Step 8: beamformer weightings vector:

Beneficial effect

A kind of Adaptive beamformer method based on the transformation of subspace base proposed by the present invention, solves in actual use Often there are sensor position uncertainties in array, biggish sensor position uncertainties can greatly reduce existing Beam-former AF panel The defect of ability.The present invention will receive data covariance matrix progress feature decomposition and obtain signal subspace, and in unknown signaling Under the premise of orientation, one group of reception signal array manifold matrix is constructed from the mathematical model of element position mismatch.Utilize son Spatial fit technology, the present invention constructs the Combined estimator optimization problem of a sensor position uncertainties and aspect, and utilizes Mature genetic algorithm is solved.Using the array manifold matrix solved as one group of non-real intersection of signal subspace, then benefit The technology reengineering interference plus noise covariance matrix converted with the base of subspace, finally obtains the weighing vector of Beam-former.

The present invention passes through the true bearing of Combined estimator sensor position uncertainties and all signals, so that the guiding that estimation obtains Vector setIt is with signal subspace fitting best,In can be seen as signal subspace one group of steering vector it is non- Orthogonal basis.Pass through againThis Non-orthogonal basis set and V_SThe base transformation of this group of orthogonal basis, adds interference covariance square in accurate signal In battle array, removal signal component directly obtains interference covariance matrix and INCM, using leading when avoiding conventional method reconstruct INCM To vector sum spatial spectrum airspace integrate or it is cumulative obtain INCM when bring error.This method can be in unknown all signal sides To all unknown and there are when sensor position uncertainties, by beam position desired signal direction, and accurately inhibit other directions Interference maximizes output Signal to Interference plus Noise Ratio.

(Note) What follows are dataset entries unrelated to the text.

#[cfg(test)]
mod tests {
    use super::*;
    use supoclip_models::TranscriptSegment;

    fn transcript(parts: &[(&str, f64, f64)], duration: f64) -> Transcript {
        Transcript::normalize(
            parts
                .iter()
                .map(|(text, start, end)| TranscriptSegment::new(*text, *start, *end))
                .collect(),
            duration,
        )
        .unwrap()
    }

    /// Ten minutes of ten-second segments with one standout passage at 5:00-5:30.
    fn ten_minute_transcript() -> Transcript {
        let segments: Vec<TranscriptSegment> = (0..60)
            .map(|i| {
                let start = i as f64 * 10.0;
                let text = if (30..33).contains(&i) {
                    "here is the one insight that changes everything about this"
                } else {
                    "so we kept talking about things"
                };
                TranscriptSegment::new(text, start, start + 10.0)
            })
            .collect();
        Transcript::normalize(segments, 600.0).unwrap()
    }

    /// Scores a window by how well it matches a fixed passage.
    struct PassageScorer {
        start: f64,
        end: f64,
    }

    #[async_trait]
    impl SegmentScorer for PassageScorer {
        fn name(&self) -> &'static str {
            "passage"
        }

        async fn score(
            &self,
            _transcript: &Transcript,
            windows: &[CandidateWindow],
        ) -> Result<Vec<WindowScore>, PipelineError> {
            Ok(windows
                .iter()
                .map(|w| WindowScore {
                    index: w.index,
                    score: iou(w.start, w.end, self.start, self.end),
                    reasoning: "matches the passage".to_string(),
                })
                .collect())
        }
    }

    struct FixedScorer(f64);

    #[async_trait]
    impl SegmentScorer for FixedScorer {
        fn name(&self) -> &'static str {
            "fixed"
        }

        async fn score(
            &self,
            _transcript: &Transcript,
            windows: &[CandidateWindow],
        ) -> Result<Vec<WindowScore>, PipelineError> {
            Ok(windows
                .iter()
                .map(|w| WindowScore {
                    index: w.index,
                    score: self.0,
                    reasoning: String::new(),
                })
                .collect())
        }
    }

    fn window(index: usize, start: f64, end: f64) -> CandidateWindow {
        CandidateWindow {
            index,
            start,
            end,
            text: "one two three".to_string(),
        }
    }

    fn score(index: usize, score: f64) -> WindowScore {
        WindowScore {
            index,
            score,
            reasoning: format!("w{}", index),
        }
    }

    fn settings(max_clips: usize) -> SelectorSettings {
        SelectorSettings {
            max_clips,
            min_duration: 15.0,
            max_duration: 60.0,
            min_relevance: 0.5,
        }
    }

    #[test]
    fn test_windows_respect_band() {
        let t = ten_minute_transcript();
        let windows = build_windows(&t, 15.0, 60.0);
        assert!(!windows.is_empty());
        for (i, w) in windows.iter().enumerate() {
            assert_eq!(w.index, i);
            assert!(w.duration() >= 15.0 && w.duration() <= 60.0, "{:?}", w);
            assert_eq!(w.start.fract(), 0.0);
            assert_eq!(w.end.fract(), 0.0);
            assert!(w.word_count() >= MIN_WINDOW_WORDS);
        }
    }

    #[test]
    fn test_short_media_has_no_windows() {
        let t = transcript(&[("a very short clip indeed", 0.0, 8.0)], 8.0);
        assert!(build_windows(&t, 10.0, 45.0).is_empty());
    }

    #[test]
    fn test_windows_need_three_words() {
        let t = transcript(&[("hi", 0.0, 10.0), ("there", 10.0, 20.0)], 20.0);
        assert!(build_windows(&t, 10.0, 45.0).is_empty());
    }

    #[test]
    fn test_windows_skip_silent_edges() {
        let t = transcript(&[("one two three four", 5.0, 25.0)], 40.0);
        let windows = build_windows(&t, 10.0, 45.0);
        assert_eq!(windows.len(), 1);
        assert_eq!((windows[0].start, windows[0].end), (5.0, 25.0));
    }

    #[test]
    fn test_choose_is_greedy_and_non_overlapping() {
        let windows = vec![
            window(0, 0.0, 30.0),
            window(1, 20.0, 50.0),
            window(2, 50.0, 80.0),
            window(3, 5.0, 20.0),
        ];
        let scores = vec![score(0, 0.7), score(1, 0.9), score(2, 0.8), score(3, 0.6)];

        let chosen = choose(&windows, scores, &settings(5)).unwrap();
        let ranges: Vec<(f64, f64)> = chosen.iter().map(|(w, _)| (w.start, w.end)).collect();
        // 1 wins, 0 overlaps it, 2 touches it only at the edge, 3 fits before it
        assert_eq!(ranges, vec![(5.0, 20.0), (20.0, 50.0), (50.0, 80.0)]);
    }

    #[test]
    fn test_choose_discards_contained_window() {
        let windows = vec![window(0, 0.0, 40.0), window(1, 10.0, 30.0)];
        let chosen = choose(&windows, vec![score(0, 0.9), score(1, 0.8)], &settings(5)).unwrap();
        assert_eq!(chosen.len(), 1);
        assert_eq!(chosen[0].0.index, 0);
    }

    #[test]
    fn test_choose_caps_at_k_and_sorts_chronologically() {
        let windows: Vec<CandidateWindow> = (0..6)
            .map(|i| window(i, i as f64 * 20.0, i as f64 * 20.0 + 15.0))
            .collect();
        let scores = (0..6).map(|i| score(i, 0.5 + i as f64 * 0.05)).collect();

        let chosen = choose(&windows, scores, &settings(3)).unwrap();
        let indices: Vec<usize> = chosen.iter().map(|(w, _)| w.index).collect();
        assert_eq!(indices, vec![3, 4, 5]);
    }

    #[test]
    fn test_choose_ties_prefer_earlier_start() {
        let windows = vec![window(0, 10.0, 40.0), window(1, 0.0, 30.0)];
        let chosen = choose(&windows, vec![score(0, 0.8), score(1, 0.8)], &settings(1)).unwrap();
        assert_eq!(chosen[0].0.index, 1);
    }

    #[test]
    fn test_choose_rejects_out_of_range_scores() {
        let windows = vec![window(0, 0.0, 30.0)];
        for bad in [1.2, -0.1, f64::NAN] {
            let err = choose(&windows, vec![score(0, bad)], &settings(3)).unwrap_err();
            assert_eq!(err.error_kind(), "selection");
        }
        assert!(choose(&windows, vec![score(7, 0.5)], &settings(3)).is_err());
        assert!(choose(&windows, vec![score(0, 0.5), score(0, 0.6)], &settings(3)).is_err());
    }

    #[test]
    fn test_choose_drops_weak_windows() {
        let windows = vec![window(0, 0.0, 30.0)];
        let chosen = choose(&windows, vec![score(0, 0.49)], &settings(3)).unwrap();
        assert!(chosen.is_empty());
    }

    #[tokio::test]
    async fn test_dominant_passage_yields_single_segment() {
        let selector = SegmentSelector::new(
            Arc::new(PassageScorer {
                start: 300.0,
                end: 330.0,
            }),
            settings(3),
        );

        let segments = selector.select(&ten_minute_transcript()).await.unwrap();

        assert_eq!(segments.len(), 1);
        assert_eq!((segments[0].start, segments[0].end), (300.0, 330.0));
        assert_eq!(segments[0].relevance_score, 1.0);
        assert!(segments[0].text.contains("insight"));
        assert_eq!(segments[0].reasoning, "matches the passage");
    }

    #[tokio::test]
    async fn test_selector_output_never_overlaps() {
        let selector = SegmentSelector::new(Arc::new(HeuristicScorer::new()), settings(10));
        let segments = selector.select(&ten_minute_transcript()).await.unwrap();

        assert!(segments.len() <= 10);
        for pair in segments.windows(2) {
            assert!(pair[0].end <= pair[1].start);
        }
    }

    #[tokio::test]
    async fn test_short_media_selects_nothing() {
        let selector = SegmentSelector::new(Arc::new(FixedScorer(0.9)), settings(3));
        let t = transcript(&[("far too short to clip", 0.0, 9.0)], 9.0);
        assert!(selector.select(&t).await.unwrap().is_empty());
    }

    #[tokio::test]
    async fn test_invalid_scorer_output_fails_selection() {
        let selector = SegmentSelector::new(Arc::new(FixedScorer(1.5)), settings(3));
        let err = selector.select(&ten_minute_transcript()).await.unwrap_err();
        assert!(matches!(err, PipelineError::Selection(_)));
    }

    #[test]
    fn test_heuristic_prefers_hooks_and_complete_thoughts() {
        let strong = CandidateWindow {
            index: 0,
            start: 0.0,
            end: 10.0,
            text: "Why do 90% of startups fail? Here is the one reason nobody tells you about."
                .to_string(),
        };
        let weak = CandidateWindow {
            index: 1,
            start: 0.0,
            end: 10.0,
            text: "and then um so".to_string(),
        };

        let strong = HeuristicScorer::score_window(&strong);
        let weak = HeuristicScorer::score_window(&weak);
        assert!(strong.score > weak.score);
        assert!((0.0..=1.0).contains(&strong.score));
        assert!(strong.reasoning.contains("hook"));
    }

    #[test]
    fn test_hook_and_emphasis_patterns() {
        assert!(HOOK.is_match("  Did you know this works?"));
        assert!(!HOOK.is_match("so anyway why not"));
        assert_eq!(EMPHASIS.find_iter("Up 40%! Really? 3.5 times").count(), 4);
    }

    #[test]
    fn test_parse_highlights_strips_fence() {
        let text = "```json\n{\"segments\": [{\"start_time\": \"01:00\", \"end_time\": \"01:30\", \"relevance_score\": 0.9, \"reasoning\": \"great\"}]}\n```";
        let parsed = parse_highlights(text).unwrap();
        assert_eq!(parsed.segments.len(), 1);
        assert_eq!(parsed.segments[0].start_time, "01:00");
    }

    #[test]
    fn test_highlights_map_to_best_window() {
        let windows = vec![window(0, 60.0, 90.0), window(1, 70.0, 100.0), window(2, 200.0, 230.0)];
        let highlights = vec![Highlight {
            start_time: "01:00".to_string(),
            end_time: "01:30".to_string(),
            relevance_score: 0.9,
            reasoning: "great story".to_string(),
        }];

        let scores = score_against_highlights(&windows, &highlights).unwrap();
        assert_eq!(scores.len(), 2);
        assert_eq!(scores[0].index, 0);
        assert!((scores[0].score - 0.9).abs() < 1e-9);
        assert!(scores[1].score < scores[0].score);
        assert_eq!(scores[0].reasoning, "great story");
    }

    #[test]
    fn test_highlight_score_out_of_range_is_selection_error() {
        let highlights = vec![Highlight {
            start_time: "00:00".to_string(),
            end_time: "00:30".to_string(),
            relevance_score: 7.0,
            reasoning: String::new(),
        }];
        let err = score_against_highlights(&[window(0, 0.0, 30.0)], &highlights).unwrap_err();
        assert_eq!(err.error_kind(), "selection");
    }

    #[tokio::test]
    async fn test_gemini_scorer_calls_generate_content() {
        use wiremock::matchers::{method, path, query_param};
        use wiremock::{Mock, MockServer, ResponseTemplate};

        let server = MockServer::start().await;
        let model_text = serde_json::json!({
            "segments": [{
                "start_time": "05:00",
                "end_time": "05:30",
                "relevance_score": 0.95,
                "reasoning": "The core insight of the talk"
            }]
        })
        .to_string();
        Mock::given(method("POST"))
            .and(path("/models/test-model:generateContent"))
            .and(query_param("key", "k"))
            .respond_with(ResponseTemplate::new(200).set_body_json(serde_json::json!({
                "candidates": [{"content": {"parts": [{"text": model_text}]}}]
            })))
            .expect(1)
            .mount(&server)
            .await;

        let scorer = GeminiScorer::new("k", "test-model", settings(3)).with_base_url(server.uri());
        let selector = SegmentSelector::new(Arc::new(scorer), settings(3));
        let segments = selector.select(&ten_minute_transcript()).await.unwrap();

        assert_eq!(segments.len(), 1);
        assert_eq!((segments[0].start, segments[0].end), (300.0, 330.0));
        assert_eq!(segments[0].reasoning, "The core insight of the talk");
    }

    #[tokio::test]
    async fn test_gemini_outage_is_selection_error() {
        use wiremock::matchers::method;
        use wiremock::{Mock, MockServer, ResponseTemplate};

        let server = MockServer::start().await;
        Mock::given(method("POST"))
            .respond_with(ResponseTemplate::new(500))
            .mount(&server)
            .await;

        let scorer = GeminiScorer::new("k", "test-model", settings(3)).with_base_url(server.uri());
        let err = scorer
            .score(&ten_minute_transcript(), &[window(0, 0.0, 30.0)])
            .await
            .unwrap_err();
        assert_eq!(err.error_kind(), "selection");
    }
}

Detailed description of the invention

Fig. 1: there are when sensor position uncertainties, output believes the dry SINR that makes an uproar than the variation with Signal to Noise Ratio (SNR)；

Fig. 2: Signal to Interference plus Noise Ratio SINR is exported with the variation of the sensor position uncertainties upper limit；

Fig. 3: there are when sensor position uncertainties, the wave beam response diagram of Beam-former.

Specific embodiment

Now in conjunction with embodiment, attached drawing, the invention will be further described:

The present invention is constructed using subspace fitting technology from the mathematical model of line array element position mismatch and solves one The Combined estimator problem of a sensor position uncertainties and aspect, the final technology reengineering using the transformation of signal subspace base interfere Plus noise covariance matrix obtains the weighing vector of Beam-former.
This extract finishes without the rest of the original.